The problem
Go through the records below line by line, counting those that contain the word "bool"; answer with the count only.

Materials provided
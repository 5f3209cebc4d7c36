use trellis_core::*;

use crate::control::ControlId;

#[derive(Clone, Copy, Debug, PartialEq, Eq)]
pub enum MouseEventKind {
    Enter,
    Leave,
    Move,
    Down,
    Up,
    Click,
    Wheel,
}

/// Mouse notification passed by `&mut` to listeners and then to the widget's
/// default handling.
///
/// `handled` arrives already set when a descendant handled the same input in
/// this frame; the widget's default handling only runs while it is unset.
#[derive(Clone, Copy, Debug, PartialEq)]
pub struct MouseEvent {
    pub kind: MouseEventKind,
    pub control: ControlId,
    /// Empty for enter, leave, move and wheel.
    pub button: MouseButtons,
    /// Pointer in the control's own box space.
    pub local: Vec2,
    pub screen: Vec2,
    pub wheel: Vec2,
    pub clicks: u32,
    /// Click synthesized from Enter on a focused control.
    pub from_keyboard: bool,
    /// A descendant absorbed this wheel direction; do not scroll on it.
    pub intercepted: bool,
    pub handled: bool,
}

#[derive(Clone, Copy, Debug, PartialEq, Eq)]
pub enum KeyInput {
    Key(KeyEvent),
    Char(char),
}

#[derive(Clone, Copy, Debug, PartialEq, Eq)]
pub struct KeyEventArgs {
    pub control: ControlId,
    pub input: KeyInput,
    pub handled: bool,
}

#[derive(Clone, Copy, Debug, PartialEq, Eq)]
pub struct FocusEvent {
    pub control: ControlId,
    pub focused: bool,
}

#[derive(Debug, Default)]
pub struct ControlEvents {
    pub mouse: Listeners<MouseEvent>,
    pub key: Listeners<KeyEventArgs>,
    pub focus: Listeners<FocusEvent>,
}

Expected answer
5